Статья написана 19 сентября 2013 г. 22:56

Простоты ради, сначала известный/малоизвестный сюжет: почему (в частности) советские летчики побеждали американских на Дальнем Востоке, хотя —

/подсюжет: информационная плотность на лексическую единицу в английском языке намного выше информационной плотности в японском и выше, чем в русском. Другими словами, команда, отданная японцем, считывается перехватчиком и передается американским летчикам быстрее, чем сами японцы умпевают отреагировать на приказ своего ведущего. Для восприятия японцев же слаженность американских летчиков становится недостижимой из-за более высокого ритма, более высокой информационной плотности, к которой они, японцы, не приспособлены.

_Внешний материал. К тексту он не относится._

/// GET /api/distribution?symbols=&lt;csv&gt;&range=5y&bootstrap=1..2000
pub async fn get_distribution(
    Extension(state): Extension<AppState>,
    Query(params): Query<DistributionQuery>,
) -> Response {
    let symbols = match parse_symbols(params.symbols.as_deref()) {
        Ok(symbols) => symbols,
        Err(response) => return response,
    };
    let range = match parse_range(params.range.as_deref(), TimeRange::FiveYears) {
        Ok(range) => range,
        Err(response) => return response,
    };
    let iterations = params.bootstrap.unwrap_or(stats::DEFAULT_ITERATIONS);
    if iterations == 0 || iterations > stats::MAX_ITERATIONS {
        return error_response(
            StatusCode::BAD_REQUEST,
            format!(
                "invalid bootstrap '{}': expected 1..{}",
                iterations,
                stats::MAX_ITERATIONS
            ),
        );
    }

    let mut map = serde_json::Map::new();
    for symbol in symbols {
        let iterations_arg = iterations.to_string();
        let key = keys::key("dist", 1, &[range.as_str(), &iterations_arg, &symbol]);
        let state_for_loader = state.clone();
        let loader_symbol = symbol.clone();
        let outcome = state
            .cache
            .get_or_compute::<Value, _, _>(&key, ttl::DISTRIBUTION, move || async move {
                let (series, _) =
                    cached_series(&state_for_loader, &loader_symbol, range, Interval::OneDay)
                        .await?;
                let pool = stats::log_returns(&series);
                let seed = stable_seed(&["dist", range.as_str(), &loader_symbol]);
                let dist = stats::bootstrap_annual_distribution(&pool, iterations, seed)?;
                let mut payload = serde_json::to_value(&dist)?;
                payload["asOf"] = json!(series.timestamps.last().copied());
                Ok(payload)
            })
            .await;

        match outcome {
            Ok((payload, _)) => {
                map.insert(symbol, payload);
            }
            Err(e) if e.is_partial() => {
                map.insert(symbol, embedded_error(&e));
            }
            Err(e) => return risk_error_response(&e),
        }
    }
    ok_json(Value::Object(map))
}

// ── /api/calendar-returns ────────────────────────────────────────────────────

#[derive(Deserialize)]
pub struct CalendarQuery {
    symbols: Option<String>,
    range: Option<String>,
}

/// GET /api/calendar-returns?symbols=&lt;csv&gt;&range=10y
pub async fn get_calendar_returns(
    Extension(state): Extension<AppState>,
    Query(params): Query<CalendarQuery>,
) -> Response {
    let symbols = match parse_symbols(params.symbols.as_deref()) {
        Ok(symbols) => symbols,
        Err(response) => return response,
    };
    let range = match parse_range(params.range.as_deref(), TimeRange::TenYears) {
        Ok(range) => range,
        Err(response) => return response,
    };

    let mut map = serde_json::Map::new();
    for symbol in symbols {
        let key = keys::key("calret", 1, &[range.as_str(), &symbol]);
        let state_for_loader = state.clone();
        let loader_symbol = symbol.clone();
        let outcome = state
            .cache
            .get_or_compute::<Value, _, _>(&key, ttl::CALENDAR_RETURNS, move || async move {
                let (series, _) =
                    cached_series(&state_for_loader, &loader_symbol, range, Interval::OneDay)
                        .await?;
                let years = stats::calendar_year_returns(&series);
                Ok(json!({
                    "years": years,
                    "pointsUsed": series.len(),
                    "asOf": series.timestamps.last().copied(),
                }))
            })
            .await;

        match outcome {
            Ok((payload, _)) => {
                map.insert(symbol, payload);
            }
            Err(e) if e.is_partial() => {
                map.insert(symbol, embedded_error(&e));
            }
            Err(e) => return risk_error_response(&e),
        }
    }
    ok_json(Value::Object(map))
}

// ── /api/correlation ─────────────────────────────────────────────────────────

#[derive(Deserialize)]
pub struct CorrelationQuery {
    symbols: Option<String>,
    range: Option<String>,
    interval: Option<String>,
}

/// GET /api/correlation?symbols=&lt;csv&gt;&range=5y&interval=1d
///
/// Requires at least two symbols. The response lists symbols in the sorted
/// canonical order; matrix rows follow that order.
pub async fn get_correlation(
    Extension(state): Extension<AppState>,
    Query(params): Query<CorrelationQuery>,
) -> Response {
    let symbols = match parse_symbols(params.symbols.as_deref()) {
        Ok(symbols) => symbols,
        Err(response) => return response,
    };
    if symbols.len() < 2 {
        return error_response(
            StatusCode::BAD_REQUEST,
            "correlation requires at least 2 symbols",
        );
    }
    let range = match parse_range(params.range.as_deref(), TimeRange::FiveYears) {
        Ok(range) => range,
        Err(response) => return response,
    };
    let interval = match parse_interval(params.interval.as_deref()) {
        Ok(interval) => interval,
        Err(response) => return response,
    };

    let key = keys::key(
        "corr",
        1,
        &[range.as_str(), interval.as_str(), &keys::pipe_join(&symbols)],
    );
    let state_for_loader = state.clone();
    let loader_symbols = symbols.clone();
    let outcome = state
        .cache
        .get_or_compute::<Value, _, _>(&key, ttl::CORRELATION, move || async move {
            let mut returns = Vec::with_capacity(loader_symbols.len());
            let mut as_of: Option<i64> = None;
            for symbol in &loader_symbols {
                let (series, _) =
                    cached_series(&state_for_loader, symbol, range, interval).await?;
                as_of = as_of.max(series.timestamps.last().copied());
                returns.push(stats::daily_returns(&series));
            }

            let mut matrix = CorrelationMatrix::from_returns(
                &returns,
                range.target_overlap(),
                CorrelationMethod::Sample,
                DEFAULT_SHRINKAGE_ALPHA,
                false,
            );
            ensure_psd(&mut matrix)?;

            Ok(json!({
                "symbols": loader_symbols,
                "matrix": matrix.to_rows(),
                "range": range.as_str(),
                "interval": interval.as_str(),
                "pointsUsed": matrix.min_overlap.unwrap_or(0),
                "belowTargetOverlap": matrix.below_target_overlap,
                "asOf": as_of,
            }))
        })
        .await;

    match outcome {
        Ok((mut payload, cached)) => {
            payload["cached"] = Value::from(cached);
            payload["source"] = Value::from(if cached { "kv" } else { "computed" });
            ok_json(payload)
        }
        Err(e) => risk_error_response(&e),
    }
}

Та же выигрышная ситуация ожидалась американцами в сражениях с русскими — но (чувствую себя Задорновым и нет, мне это не доставляет удовольствия) в сражении русские летчики переходят, кто бы мог подумать, на мат. Информационная плотность которого выше.

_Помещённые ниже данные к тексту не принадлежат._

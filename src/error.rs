use thiserror::Error;

/// Main error type for the library
#[derive(Error, Debug)]
pub enum RiskError {
    /// A request parameter was missing or outside its enumeration
    #[error("Invalid parameter '{param}': {reason}")]
    InvalidInput {
        /// Parameter name
        param: String,
        /// Reason for invalidity
        reason: String,
    },

    /// The requested symbol was not found upstream
    #[error("Symbol not found: {}", symbol.as_ref().map(|s| s.as_str()).unwrap_or("unknown"))]
    SymbolNotFound {
        /// The symbol that was not found
        symbol: Option<String>,
        /// Additional context
        context: String,
    },

    /// Not enough observations to compute a statistic.
    ///
    /// Embedded per-symbol in service responses rather than failing the
    /// whole request.
    #[error("Insufficient data: {actual} observations, {required} required")]
    InsufficientData {
        /// Minimum number of observations required
        required: usize,
        /// Number of observations actually available
        actual: usize,
    },

    /// Upstream returned a server-side failure (5xx)
    #[error("Upstream unavailable ({status}): {context}")]
    UpstreamUnavailable {
        /// HTTP status code
        status: u16,
        /// Error context
        context: String,
    },

    /// Upstream did not answer within the deadline
    #[error("Upstream timeout after {timeout_ms}ms")]
    UpstreamTimeout {
        /// Timeout duration in milliseconds
        timeout_ms: u64,
    },

    /// Rate limit exceeded
    #[error("Rate limited (retry after {retry_after:?}s)")]
    RateLimited {
        /// Seconds until retry is allowed
        retry_after: Option<u64>,
    },

    /// HTTP transport error
    #[error("HTTP request failed: {0}")]
    HttpError(#[from] reqwest::Error),

    /// Failed to parse a JSON response
    #[error("JSON parse error: {0}")]
    JsonParseError(#[from] serde_json::Error),

    /// Response structure error - missing or malformed fields
    #[error("Response structure error in '{field}': {context}")]
    ResponseStructureError {
        /// Field name that caused the error
        field: String,
        /// Error context
        context: String,
    },

    /// A correlation matrix failed the positive-semidefinite check
    #[error("Matrix not positive-semidefinite (min eigenvalue {min_eigenvalue})")]
    MatrixNotPsd {
        /// Smallest eigenvalue observed
        min_eigenvalue: f64,
    },

    /// Repair could not produce a factorisable matrix
    #[error("Matrix ill-conditioned: {context}")]
    MatrixIllConditioned {
        /// Error context
        context: String,
    },

    /// Too many simulation paths produced non-finite results
    #[error("Insufficient valid paths: {valid} of {total}")]
    InsufficientValidPaths {
        /// Paths that survived the finiteness filter
        valid: usize,
        /// Paths requested
        total: usize,
    },

    /// A simulation shard exceeded its compute deadline
    #[error("Shard {shard} timed out after {timeout_ms}ms")]
    ShardTimeout {
        /// Shard index
        shard: usize,
        /// Timeout duration in milliseconds
        timeout_ms: u64,
    },

    /// The simulation was cancelled by the caller
    #[error("Simulation cancelled")]
    Cancelled,

    /// Internal error
    #[error("Internal error: {0}")]
    InternalError(String),
}

/// Error category for logging and metrics
#[derive(Debug, Clone, Copy, PartialEq, Eq)]
pub enum ErrorCategory {
    /// Input validation errors
    Validation,
    /// Not found errors
    NotFound,
    /// Insufficient observations
    Insufficient,
    /// Upstream transport/availability errors
    Upstream,
    /// Timeout errors
    Timeout,
    /// Rate limiting errors
    RateLimit,
    /// Parsing errors
    Parsing,
    /// Numerical/linear-algebra errors
    Numeric,
    /// Simulation lifecycle errors
    Simulation,
    /// Other errors
    Other,
}

/// Result type alias for library operations
pub type Result<T> = std::result::Result<T, RiskError>;

impl RiskError {
    /// Check if this error is retriable against the upstream
    pub fn is_retriable(&self) -> bool {
        matches!(
            self,
            RiskError::UpstreamTimeout { .. }
                | RiskError::RateLimited { .. }
                | RiskError::HttpError(_)
                | RiskError::UpstreamUnavailable { .. }
        )
    }

    /// Check if this error indicates a not found issue
    pub fn is_not_found(&self) -> bool {
        matches!(self, RiskError::SymbolNotFound { .. })
    }

    /// Check whether the error is a per-symbol condition that should be
    /// embedded in the response map instead of failing the request
    pub fn is_partial(&self) -> bool {
        matches!(
            self,
            RiskError::SymbolNotFound { .. }
                | RiskError::InsufficientData { .. }
                | RiskError::UpstreamUnavailable { .. }
                | RiskError::UpstreamTimeout { .. }
                | RiskError::RateLimited { .. }
                | RiskError::HttpError(_)
        )
    }

    /// Get retry delay in seconds (for exponential backoff)
    pub fn retry_after_secs(&self) -> Option<u64> {
        match self {
            Self::RateLimited { retry_after } => retry_after.or(Some(5)),
            Self::UpstreamTimeout { .. } => Some(2),
            Self::UpstreamUnavailable { status, .. } if *status >= 500 => Some(5),
            _ => None,
        }
    }

    /// Categorize errors for logging/metrics
    pub fn category(&self) -> ErrorCategory {
        match self {
            Self::InvalidInput { .. } => ErrorCategory::Validation,
            Self::SymbolNotFound { .. } => ErrorCategory::NotFound,
            Self::InsufficientData { .. } => ErrorCategory::Insufficient,
            Self::UpstreamUnavailable { .. } | Self::HttpError(_) => ErrorCategory::Upstream,
            Self::UpstreamTimeout { .. } => ErrorCategory::Timeout,
            Self::RateLimited { .. } => ErrorCategory::RateLimit,
            Self::JsonParseError(_) | Self::ResponseStructureError { .. } => ErrorCategory::Parsing,
            Self::MatrixNotPsd { .. } | Self::MatrixIllConditioned { .. } => ErrorCategory::Numeric,
            Self::InsufficientValidPaths { .. } | Self::ShardTimeout { .. } | Self::Cancelled => {
                ErrorCategory::Simulation
            }
            Self::InternalError(_) => ErrorCategory::Other,
        }
    }

    /// Add symbol context to error (fluent API)
    pub fn with_symbol(mut self, symbol: impl Into<String>) -> Self {
        if let Self::SymbolNotFound {
            symbol: ref mut s, ..
        } = self
        {
            *s = Some(symbol.into());
        }
        self
    }
}

#[cfg(test)]
mod tests {
    use super::*;

    #[test]
    fn test_error_is_retriable() {
        assert!(RiskError::UpstreamTimeout { timeout_ms: 10_000 }.is_retriable());
        assert!(RiskError::RateLimited { retry_after: None }.is_retriable());
        assert!(
            RiskError::UpstreamUnavailable {
                status: 503,
                context: "test".to_string()
            }
            .is_retriable()
        );
        assert!(
            !RiskError::SymbolNotFound {
                symbol: Some("AAPL".to_string()),
                context: "test".to_string()
            }
            .is_retriable()
        );
        assert!(
            !RiskError::InvalidInput {
                param: "range".to_string(),
                reason: "unknown".to_string()
            }
            .is_retriable()
        );
    }

    #[test]
    fn test_partial_errors_do_not_include_simulation() {
        assert!(
            RiskError::InsufficientData {
                required: 30,
                actual: 5
            }
            .is_partial()
        );
        assert!(!RiskError::Cancelled.is_partial());
        assert!(
            !RiskError::InsufficientValidPaths {
                valid: 10,
                total: 100
            }
            .is_partial()
        );
    }

    #[test]
    fn test_retry_after_secs() {
        assert_eq!(
            RiskError::RateLimited {
                retry_after: Some(10)
            }
            .retry_after_secs(),
            Some(10)
        );
        assert_eq!(
            RiskError::UpstreamTimeout { timeout_ms: 10_000 }.retry_after_secs(),
            Some(2)
        );
        assert_eq!(
            RiskError::UpstreamUnavailable {
                status: 502,
                context: "test".to_string()
            }
            .retry_after_secs(),
            Some(5)
        );
        assert_eq!(RiskError::Cancelled.retry_after_secs(), None);
    }

    #[test]
    fn test_error_category() {
        assert_eq!(
            RiskError::MatrixNotPsd {
                min_eigenvalue: -0.01
            }
            .category(),
            ErrorCategory::Numeric
        );
        assert_eq!(RiskError::Cancelled.category(), ErrorCategory::Simulation);
        assert_eq!(
            RiskError::InvalidInput {
                param: "symbols".to_string(),
                reason: "empty".to_string()
            }
            .category(),
            ErrorCategory::Validation
        );
    }

    #[test]
    fn test_with_symbol() {
        let error = RiskError::SymbolNotFound {
            symbol: None,
            context: "test".to_string(),
        }
        .with_symbol("AAPL");

        if let RiskError::SymbolNotFound { symbol, .. } = error {
            assert_eq!(symbol, Some("AAPL".to_string()));
        } else {
            panic!("Expected SymbolNotFound");
        }
    }
}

Возвращение из подсюжета в основной/

— хотя обыденная русская речь по информационной плотности уступает английской. Этот сюжет получил особое распространение в Японии, когда разразилась послевоенная полемика о введении в систему образования наук и технических дисциплин, структурирующих сознание. Заметьте, это не миф, я держала в руках книгу японского автора на тему о.

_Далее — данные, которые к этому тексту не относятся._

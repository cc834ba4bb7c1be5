//! Price provider adapter.
//!
//! Fetches raw daily series, quotes, company profiles and FX rates from the
//! upstream HTTP source and normalises them into one shape: UTC-midnight
//! timestamps, adjusted closes, nulls dropped. Transient upstream errors
//! propagate to the caller and are never cached.

mod models;

pub mod currency;

pub use models::{CompanyProfile, FxRate, PriceSeries, Quote, SeriesMeta};

use crate::client::ProviderClient;
use crate::constants::{Interval, TimeRange, endpoints};
use crate::error::{Result, RiskError};
use tracing::{debug, info};

const SECONDS_PER_DAY: i64 = 86_400;

/// Validate a symbol is non-empty
pub fn validate_symbol(symbol: &str) -> Result<()> {
    if symbol.trim().is_empty() {
        return Err(RiskError::InvalidInput {
            param: "symbol".to_string(),
            reason: "Empty symbol provided".to_string(),
        });
    }
    Ok(())
}

/// Split a 6-letter FX pair (`EURUSD`) into its currency legs
pub fn parse_fx_pair(pair: &str) -> Result<(String, String)> {
    let trimmed = pair.trim().to_uppercase();
    if trimmed.len() != 6 || !trimmed.chars().all(|c| c.is_ascii_alphabetic()) {
        return Err(RiskError::InvalidInput {
            param: "pairs".to_string(),
            reason: format!("'{}' is not a 6-letter currency pair", pair),
        });
    }
    Ok((trimmed[..3].to_string(), trimmed[3..].to_string()))
}

/// Fetch the adjusted daily price series for a symbol.
///
/// Guarantees on the result: timestamps are day-aligned UTC midnight and
/// strictly ascending; prices are split/dividend adjusted; upstream nulls
/// are skipped rather than emitted as zeros.
pub async fn fetch_series(
    client: &ProviderClient,
    symbol: &str,
    range: TimeRange,
    interval: Interval,
) -> Result<PriceSeries> {
    validate_symbol(symbol)?;
    let symbol = symbol.to_uppercase();

    info!(symbol = %symbol, range = %range, interval = %interval, "Fetching price series");

    let url = endpoints::chart(&symbol);
    let params = [
        ("range", range.as_str()),
        ("interval", interval.as_str()),
        ("events", "div,split"),
    ];
    let json = client.get_json(&url, &params).await?;

    parse_chart_response(&symbol, &json)
}

/// Fetch the spot quote for a symbol
pub async fn fetch_quote(client: &ProviderClient, symbol: &str) -> Result<Quote> {
    validate_symbol(symbol)?;
    let symbol = symbol.to_uppercase();

    debug!(symbol = %symbol, "Fetching quote");

    let url = endpoints::chart(&symbol);
    let params = [("range", "1d"), ("interval", "1d")];
    let json = client.get_json(&url, &params).await?;

    let meta = chart_meta(&json)?;
    let price = meta
        .get("regularMarketPrice")
        .and_then(|v| v.as_f64())
        .ok_or_else(|| RiskError::ResponseStructureError {
            field: "meta.regularMarketPrice".to_string(),
            context: format!("missing for {}", symbol),
        })?;

    Ok(Quote {
        symbol: symbol.clone(),
        price,
        previous_close: meta.get("chartPreviousClose").and_then(|v| v.as_f64()),
        name: meta
            .get("shortName")
            .or_else(|| meta.get("longName"))
            .and_then(|v| v.as_str())
            .map(|s| s.to_string()),
        instrument_type: meta
            .get("instrumentType")
            .and_then(|v| v.as_str())
            .map(|s| s.to_string()),
        currency: meta
            .get("currency")
            .and_then(|v| v.as_str())
            .unwrap_or("USD")
            .to_string(),
    })
}

/// Fetch the company profile for a symbol
pub async fn fetch_profile(client: &ProviderClient, symbol: &str) -> Result<CompanyProfile> {
    validate_symbol(symbol)?;
    let symbol = symbol.to_uppercase();

    debug!(symbol = %symbol, "Fetching profile");

    let url = endpoints::quote_summary(&symbol);
    let params = [("modules", "assetProfile,quoteType")];
    let json = client.get_json(&url, &params).await?;

    let result = json
        .get("quoteSummary")
        .and_then(|qs| qs.get("result"))
        .and_then(|r| r.as_array())
        .and_then(|arr| arr.first())
        .ok_or_else(|| {
            RiskError::SymbolNotFound {
                symbol: None,
                context: "empty quoteSummary result".to_string(),
            }
            .with_symbol(&symbol)
        })?;

    let asset_profile = result.get("assetProfile");
    let quote_type = result.get("quoteType");
    let str_field = |obj: Option<&serde_json::Value>, key: &str| {
        obj.and_then(|o| o.get(key))
            .and_then(|v| v.as_str())
            .map(|s| s.to_string())
    };

    Ok(CompanyProfile {
        symbol: symbol.clone(),
        sector: str_field(asset_profile, "sector"),
        industry: str_field(asset_profile, "industry"),
        long_name: str_field(quote_type, "longName"),
        short_name: str_field(quote_type, "shortName"),
        quote_type: str_field(quote_type, "quoteType"),
        country: str_field(asset_profile, "country"),
    })
}

/// Fetch the spot FX rate for a currency pair.
///
/// Pairs use the upstream `<FROM><TO>=X` symbol convention; identical legs
/// short-circuit to a rate of 1.0.
pub async fn fetch_fx(client: &ProviderClient, from: &str, to: &str) -> Result<FxRate> {
    let from = from.to_uppercase();
    let to = to.to_uppercase();

    if from == to {
        return Ok(FxRate {
            from,
            to,
            rate: 1.0,
            previous_close: Some(1.0),
            as_of: chrono::Utc::now().timestamp(),
        });
    }

    debug!(from = %from, to = %to, "Fetching FX rate");

    let pair_symbol = format!("{}{}=X", from, to);
    let url = endpoints::chart(&pair_symbol);
    let params = [("range", "1d"), ("interval", "1d")];
    let json = client.get_json(&url, &params).await?;

    let meta = chart_meta(&json)?;
    let rate = meta
        .get("regularMarketPrice")
        .and_then(|v| v.as_f64())
        .filter(|r| r.is_finite() && *r > 0.0)
        .ok_or_else(|| RiskError::ResponseStructureError {
            field: "meta.regularMarketPrice".to_string(),
            context: format!("missing rate for {}/{}", from, to),
        })?;

    Ok(FxRate {
        from,
        to,
        rate,
        previous_close: meta.get("chartPreviousClose").and_then(|v| v.as_f64()),
        as_of: meta
            .get("regularMarketTime")
            .and_then(|v| v.as_i64())
            .unwrap_or_else(|| chrono::Utc::now().timestamp()),
    })
}

/// Pull `chart.result[0].meta` out of an upstream chart response
fn chart_meta(json: &serde_json::Value) -> Result<&serde_json::Map<String, serde_json::Value>> {
    json.get("chart")
        .and_then(|c| c.get("result"))
        .and_then(|r| r.as_array())
        .and_then(|arr| arr.first())
        .and_then(|r| r.get("meta"))
        .and_then(|m| m.as_object())
        .ok_or_else(|| RiskError::ResponseStructureError {
            field: "chart.result[0].meta".to_string(),
            context: "missing or malformed".to_string(),
        })
}

/// Normalise an upstream chart response into a [`PriceSeries`].
///
/// Adjusted closes are preferred over raw closes. Entries whose close is
/// null are dropped; timestamps collapse to UTC midnight and must remain
/// strictly ascending (later duplicates of the same day are dropped).
fn parse_chart_response(symbol: &str, json: &serde_json::Value) -> Result<PriceSeries> {
    let result = json
        .get("chart")
        .and_then(|c| c.get("result"))
        .and_then(|r| r.as_array())
        .and_then(|arr| arr.first())
        .ok_or_else(|| {
            // Upstream reports unknown symbols inside chart.error
            let description = json
                .get("chart")
                .and_then(|c| c.get("error"))
                .and_then(|e| e.get("description"))
                .and_then(|d| d.as_str())
                .unwrap_or("empty chart result");
            RiskError::SymbolNotFound {
                symbol: None,
                context: description.to_string(),
            }
            .with_symbol(symbol)
        })?;

    let meta = result
        .get("meta")
        .and_then(|m| m.as_object())
        .ok_or_else(|| RiskError::ResponseStructureError {
            field: "chart.result[0].meta".to_string(),
            context: "missing or malformed".to_string(),
        })?;

    let timestamps: Vec<Option<i64>> = result
        .get("timestamp")
        .and_then(|t| t.as_array())
        .map(|arr| arr.iter().map(|v| v.as_i64()).collect())
        .unwrap_or_default();

    let closes: Vec<Option<f64>> = result
        .get("indicators")
        .and_then(|i| i.get("quote"))
        .and_then(|q| q.as_array())
        .and_then(|arr| arr.first())
        .and_then(|q| q.get("close"))
        .and_then(|c| c.as_array())
        .map(|arr| arr.iter().map(|v| v.as_f64()).collect())
        .unwrap_or_default();

    let adjusted: Vec<Option<f64>> = result
        .get("indicators")
        .and_then(|i| i.get("adjclose"))
        .and_then(|a| a.as_array())
        .and_then(|arr| arr.first())
        .and_then(|a| a.get("adjclose"))
        .and_then(|c| c.as_array())
        .map(|arr| arr.iter().map(|v| v.as_f64()).collect())
        .unwrap_or_default();

    let mut out_timestamps = Vec::with_capacity(timestamps.len());
    let mut out_prices = Vec::with_capacity(timestamps.len());
    let mut last_day: Option<i64> = None;

    for (i, ts) in timestamps.iter().enumerate() {
        let Some(ts) = ts else { continue };
        let price = adjusted
            .get(i)
            .copied()
            .flatten()
            .or_else(|| closes.get(i).copied().flatten());
        let Some(price) = price else { continue };
        if !price.is_finite() {
            continue;
        }

        let day = ts - ts.rem_euclid(SECONDS_PER_DAY);
        if last_day.is_some_and(|prev| day <= prev) {
            continue;
        }
        last_day = Some(day);
        out_timestamps.push(day);
        out_prices.push(price);
    }

    debug!(
        symbol = %symbol,
        points = out_prices.len(),
        skipped = timestamps.len() - out_prices.len(),
        "Normalised price series"
    );

    Ok(PriceSeries {
        symbol: symbol.to_string(),
        currency: meta
            .get("currency")
            .and_then(|v| v.as_str())
            .unwrap_or("USD")
            .to_string(),
        timestamps: out_timestamps,
        prices: out_prices,
        meta: SeriesMeta {
            regular_market_price: meta.get("regularMarketPrice").and_then(|v| v.as_f64()),
            previous_close: meta.get("chartPreviousClose").and_then(|v| v.as_f64()),
            instrument_type: meta
                .get("instrumentType")
                .and_then(|v| v.as_str())
                .map(|s| s.to_string()),
        },
    })
}

#[cfg(test)]
mod tests {
    use super::*;
    use crate::client::ClientConfig;
    use serde_json::json;

    fn chart_json(timestamps: Vec<i64>, closes: Vec<Option<f64>>) -> serde_json::Value {
        json!({
            "chart": {
                "result": [{
                    "meta": {
                        "currency": "USD",
                        "regularMarketPrice": 101.0,
                        "chartPreviousClose": 99.0,
                        "instrumentType": "EQUITY"
                    },
                    "timestamp": timestamps,
                    "indicators": {
                        "quote": [{"close": closes}]
                    }
                }],
                "error": null
            }
        })
    }

    #[test]
    fn test_parse_drops_nulls_and_aligns_midnight() {
        // 2024-01-02 14:30 UTC and 2024-01-03 14:30 UTC session stamps
        let json = chart_json(
            vec![1_704_205_800, 1_704_292_200, 1_704_378_600],
            vec![Some(100.0), None, Some(102.0)],
        );
        let series = parse_chart_response("AAPL", &json).unwrap();
        assert_eq!(series.prices, vec![100.0, 102.0]);
        assert_eq!(series.timestamps.len(), 2);
        for ts in &series.timestamps {
            assert_eq!(ts % 86_400, 0, "timestamp {ts} not midnight-aligned");
        }
        assert!(series.timestamps.windows(2).all(|w| w[0] < w[1]));
    }

    #[test]
    fn test_parse_prefers_adjusted_close() {
        let mut json = chart_json(vec![1_704_205_800], vec![Some(100.0)]);
        json["chart"]["result"][0]["indicators"]["adjclose"] =
            json!([{ "adjclose": [98.5] }]);
        let series = parse_chart_response("AAPL", &json).unwrap();
        assert_eq!(series.prices, vec![98.5]);
    }

    #[test]
    fn test_parse_keeps_non_positive_close() {
        // Zero closes survive normalisation; the returns kernel skips them
        let json = chart_json(vec![1_704_205_800, 1_704_292_200], vec![Some(100.0), Some(0.0)]);
        let series = parse_chart_response("X", &json).unwrap();
        assert_eq!(series.prices, vec![100.0, 0.0]);
    }

    #[test]
    fn test_parse_unknown_symbol() {
        let json = json!({
            "chart": {
                "result": null,
                "error": {"code": "Not Found", "description": "No data found"}
            }
        });
        let err = parse_chart_response("NOPE", &json).unwrap_err();
        assert!(err.is_not_found());
    }

    #[test]
    fn test_parse_fx_pair() {
        let (from, to) = parse_fx_pair("eurusd").unwrap();
        assert_eq!((from.as_str(), to.as_str()), ("EUR", "USD"));
        assert!(parse_fx_pair("EUR/USD").is_err());
        assert!(parse_fx_pair("EURUS").is_err());
    }

    #[tokio::test]
    async fn test_fetch_series_from_mock_upstream() {
        let mut upstream = mockito::Server::new_async().await;
        let body = chart_json(
            vec![1_704_205_800, 1_704_292_200],
            vec![Some(100.0), Some(110.0)],
        );
        let mock = upstream
            .mock("GET", "/v8/finance/chart/AAPL")
            .match_query(mockito::Matcher::Any)
            .with_status(200)
            .with_header("content-type", "application/json")
            .with_body(body.to_string())
            .create_async()
            .await;

        let client = ProviderClient::new(
            ClientConfig::builder().base_url(upstream.url()).build(),
        )
        .unwrap();

        let series = fetch_series(&client, "aapl", TimeRange::OneYear, Interval::OneDay)
            .await
            .unwrap();
        mock.assert_async().await;
        assert_eq!(series.symbol, "AAPL");
        assert_eq!(series.prices, vec![100.0, 110.0]);
        assert_eq!(series.currency, "USD");
    }

    #[tokio::test]
    async fn test_fetch_fx_identity_pair() {
        let client = ProviderClient::new(ClientConfig::default()).unwrap();
        let fx = fetch_fx(&client, "usd", "USD").await.unwrap();
        assert_eq!(fx.rate, 1.0);
    }

    #[tokio::test]
    async fn test_fetch_series_empty_symbol() {
        let client = ProviderClient::new(ClientConfig::default()).unwrap();
        let err = fetch_series(&client, "  ", TimeRange::OneYear, Interval::OneDay)
            .await
            .unwrap_err();
        assert!(matches!(err, RiskError::InvalidInput { .. }));
    }
}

Для меня информационная функциональность языка особо актуальна — живя в Испании почти двадцать лет, не могу приспособиться к низкой информативности испанского (сто страниц английского текста на испанский переводится полутора сотней) и, как следствие, низкой способностью испанцев к кооперациии (в результате все, что масштабнее перекопки огрода, делается через попу); вымиранию языка — слова конкретные заменяются на общие (пень, скажем, на ствол) — смыслы при этом размываются, замещающие и новые формы создаются все реже, из речи уходит содержание и остаются одни эмоции.

Русский обладает замечательной склонностью к непрерывному словообразованию, но! Нужна определенная смелость, чтобы начать, а не ждать, пока под новую ситуацию в ынтырнетах кристаллизуется соответствующее арго.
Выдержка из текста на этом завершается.